[Saved entries]
※

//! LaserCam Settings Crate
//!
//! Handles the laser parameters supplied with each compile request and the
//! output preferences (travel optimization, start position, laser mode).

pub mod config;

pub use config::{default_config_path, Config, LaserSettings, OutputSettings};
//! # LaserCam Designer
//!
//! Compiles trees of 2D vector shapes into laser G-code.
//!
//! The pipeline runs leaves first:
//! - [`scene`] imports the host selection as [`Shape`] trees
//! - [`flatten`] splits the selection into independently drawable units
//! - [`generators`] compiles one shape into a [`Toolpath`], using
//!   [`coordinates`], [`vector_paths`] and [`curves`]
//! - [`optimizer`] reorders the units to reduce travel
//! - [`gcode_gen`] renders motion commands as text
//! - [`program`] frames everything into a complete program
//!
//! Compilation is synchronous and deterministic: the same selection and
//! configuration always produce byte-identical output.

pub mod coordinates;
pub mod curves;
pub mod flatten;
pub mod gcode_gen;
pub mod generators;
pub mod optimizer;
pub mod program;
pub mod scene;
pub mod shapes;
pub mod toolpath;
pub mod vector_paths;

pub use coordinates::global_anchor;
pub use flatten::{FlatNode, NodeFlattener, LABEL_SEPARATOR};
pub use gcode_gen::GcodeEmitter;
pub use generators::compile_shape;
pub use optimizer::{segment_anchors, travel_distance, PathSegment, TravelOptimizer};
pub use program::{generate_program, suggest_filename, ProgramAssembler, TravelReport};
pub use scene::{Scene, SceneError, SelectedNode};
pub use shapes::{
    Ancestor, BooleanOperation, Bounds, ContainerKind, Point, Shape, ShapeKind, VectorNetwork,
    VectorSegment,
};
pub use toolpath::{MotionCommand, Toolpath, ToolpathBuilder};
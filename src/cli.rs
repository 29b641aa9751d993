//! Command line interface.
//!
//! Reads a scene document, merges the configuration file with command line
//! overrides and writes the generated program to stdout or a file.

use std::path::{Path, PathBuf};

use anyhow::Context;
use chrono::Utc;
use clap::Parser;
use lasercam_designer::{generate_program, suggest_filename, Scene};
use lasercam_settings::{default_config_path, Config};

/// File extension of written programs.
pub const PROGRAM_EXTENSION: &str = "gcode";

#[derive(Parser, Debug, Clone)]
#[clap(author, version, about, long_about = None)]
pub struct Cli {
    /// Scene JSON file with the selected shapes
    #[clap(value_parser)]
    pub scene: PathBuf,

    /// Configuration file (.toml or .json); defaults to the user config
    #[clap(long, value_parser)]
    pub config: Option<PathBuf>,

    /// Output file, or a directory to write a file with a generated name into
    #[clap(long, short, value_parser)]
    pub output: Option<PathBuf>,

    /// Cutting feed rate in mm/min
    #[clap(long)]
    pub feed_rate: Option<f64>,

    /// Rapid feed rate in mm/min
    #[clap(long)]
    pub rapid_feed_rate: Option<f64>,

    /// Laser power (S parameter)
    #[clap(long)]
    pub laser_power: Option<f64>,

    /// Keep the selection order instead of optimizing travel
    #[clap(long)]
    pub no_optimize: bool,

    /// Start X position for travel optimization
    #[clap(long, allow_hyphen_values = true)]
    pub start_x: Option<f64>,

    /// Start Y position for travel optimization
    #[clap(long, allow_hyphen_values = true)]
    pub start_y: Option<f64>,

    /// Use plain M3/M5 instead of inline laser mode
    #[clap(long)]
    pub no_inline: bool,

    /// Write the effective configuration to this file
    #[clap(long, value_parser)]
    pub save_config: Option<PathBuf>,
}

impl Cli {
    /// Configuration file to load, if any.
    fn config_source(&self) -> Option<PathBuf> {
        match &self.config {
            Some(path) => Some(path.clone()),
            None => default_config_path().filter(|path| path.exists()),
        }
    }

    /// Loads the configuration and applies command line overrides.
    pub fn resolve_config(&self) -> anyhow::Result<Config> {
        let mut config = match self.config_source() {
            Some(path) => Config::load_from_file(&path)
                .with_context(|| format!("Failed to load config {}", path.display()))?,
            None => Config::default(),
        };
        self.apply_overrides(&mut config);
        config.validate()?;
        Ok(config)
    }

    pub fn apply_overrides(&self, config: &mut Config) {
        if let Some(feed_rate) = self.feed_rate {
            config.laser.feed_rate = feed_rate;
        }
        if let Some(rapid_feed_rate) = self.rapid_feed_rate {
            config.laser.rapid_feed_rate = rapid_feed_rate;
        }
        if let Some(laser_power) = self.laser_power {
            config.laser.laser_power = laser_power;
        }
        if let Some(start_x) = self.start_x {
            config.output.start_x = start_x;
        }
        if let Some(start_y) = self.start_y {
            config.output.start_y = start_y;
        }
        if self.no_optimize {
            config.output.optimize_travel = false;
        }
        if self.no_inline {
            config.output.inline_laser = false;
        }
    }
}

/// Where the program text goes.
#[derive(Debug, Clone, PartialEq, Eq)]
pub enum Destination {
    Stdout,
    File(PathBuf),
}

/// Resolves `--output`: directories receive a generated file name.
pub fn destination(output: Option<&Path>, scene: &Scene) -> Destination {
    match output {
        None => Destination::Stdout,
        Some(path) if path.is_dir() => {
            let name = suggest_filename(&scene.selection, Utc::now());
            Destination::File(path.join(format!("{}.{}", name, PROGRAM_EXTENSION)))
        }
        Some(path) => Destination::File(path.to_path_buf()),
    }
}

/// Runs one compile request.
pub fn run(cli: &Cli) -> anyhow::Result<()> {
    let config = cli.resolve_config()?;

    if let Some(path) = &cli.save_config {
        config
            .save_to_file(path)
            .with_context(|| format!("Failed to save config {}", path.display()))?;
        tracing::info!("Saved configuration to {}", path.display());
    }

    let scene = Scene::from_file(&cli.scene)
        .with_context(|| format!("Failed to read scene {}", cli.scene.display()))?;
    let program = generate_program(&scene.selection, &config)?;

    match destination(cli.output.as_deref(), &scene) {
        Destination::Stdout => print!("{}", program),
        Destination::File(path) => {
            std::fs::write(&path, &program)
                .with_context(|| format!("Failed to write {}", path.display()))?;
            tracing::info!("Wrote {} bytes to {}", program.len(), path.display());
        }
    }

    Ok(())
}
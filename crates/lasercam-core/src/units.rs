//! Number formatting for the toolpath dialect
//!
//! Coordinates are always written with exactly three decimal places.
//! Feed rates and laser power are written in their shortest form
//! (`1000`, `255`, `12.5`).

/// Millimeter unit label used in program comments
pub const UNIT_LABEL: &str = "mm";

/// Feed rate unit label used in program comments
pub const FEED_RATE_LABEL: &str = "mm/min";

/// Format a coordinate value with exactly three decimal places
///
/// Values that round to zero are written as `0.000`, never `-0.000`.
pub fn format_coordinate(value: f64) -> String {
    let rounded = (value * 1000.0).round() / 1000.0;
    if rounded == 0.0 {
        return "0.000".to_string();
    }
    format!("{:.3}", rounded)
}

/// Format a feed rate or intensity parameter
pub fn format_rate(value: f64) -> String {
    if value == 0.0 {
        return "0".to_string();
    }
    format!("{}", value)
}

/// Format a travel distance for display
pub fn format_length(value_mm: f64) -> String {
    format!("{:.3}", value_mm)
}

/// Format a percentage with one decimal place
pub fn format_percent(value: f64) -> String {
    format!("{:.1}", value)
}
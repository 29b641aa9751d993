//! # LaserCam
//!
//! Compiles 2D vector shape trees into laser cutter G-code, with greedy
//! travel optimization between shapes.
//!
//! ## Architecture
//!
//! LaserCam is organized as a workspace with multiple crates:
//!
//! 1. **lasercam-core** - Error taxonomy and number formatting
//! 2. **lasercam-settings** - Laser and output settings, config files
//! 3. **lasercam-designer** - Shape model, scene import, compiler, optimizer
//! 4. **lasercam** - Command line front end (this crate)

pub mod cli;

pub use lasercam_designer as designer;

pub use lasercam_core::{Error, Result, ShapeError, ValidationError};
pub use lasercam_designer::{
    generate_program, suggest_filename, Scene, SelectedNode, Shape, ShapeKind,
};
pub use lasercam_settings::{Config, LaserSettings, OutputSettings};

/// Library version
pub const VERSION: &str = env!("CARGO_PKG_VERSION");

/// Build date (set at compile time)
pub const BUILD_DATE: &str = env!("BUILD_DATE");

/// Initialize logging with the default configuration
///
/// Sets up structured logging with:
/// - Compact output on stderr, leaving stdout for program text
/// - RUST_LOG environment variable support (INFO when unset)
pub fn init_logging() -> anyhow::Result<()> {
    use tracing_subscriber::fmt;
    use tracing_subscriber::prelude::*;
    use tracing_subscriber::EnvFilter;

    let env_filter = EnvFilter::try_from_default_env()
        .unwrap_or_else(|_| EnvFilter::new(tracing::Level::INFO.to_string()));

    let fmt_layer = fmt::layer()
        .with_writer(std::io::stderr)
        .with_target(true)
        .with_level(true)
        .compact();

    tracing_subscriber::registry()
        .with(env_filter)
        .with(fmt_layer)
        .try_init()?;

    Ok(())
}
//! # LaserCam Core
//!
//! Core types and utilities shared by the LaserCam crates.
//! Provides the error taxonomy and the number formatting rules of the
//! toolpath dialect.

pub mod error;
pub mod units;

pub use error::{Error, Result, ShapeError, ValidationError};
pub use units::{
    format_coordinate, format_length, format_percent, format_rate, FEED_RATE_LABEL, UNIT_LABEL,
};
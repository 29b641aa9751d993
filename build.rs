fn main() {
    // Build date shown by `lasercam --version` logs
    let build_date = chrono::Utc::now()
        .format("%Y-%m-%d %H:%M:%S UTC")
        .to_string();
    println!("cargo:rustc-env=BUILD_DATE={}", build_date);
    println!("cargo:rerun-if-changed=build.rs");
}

※

◆ PROBLEM TO SOLVE ◆
For the string "trees", search the preceding data and copy every line that includes it.

◆ EXERCISE RESPONSE ◆
//! Compiles trees of 2D vector shapes into laser G-code.
//! - [`scene`] imports the host selection as [`Shape`] trees
//! Compiles 2D vector shape trees into laser cutter G-code, with greedy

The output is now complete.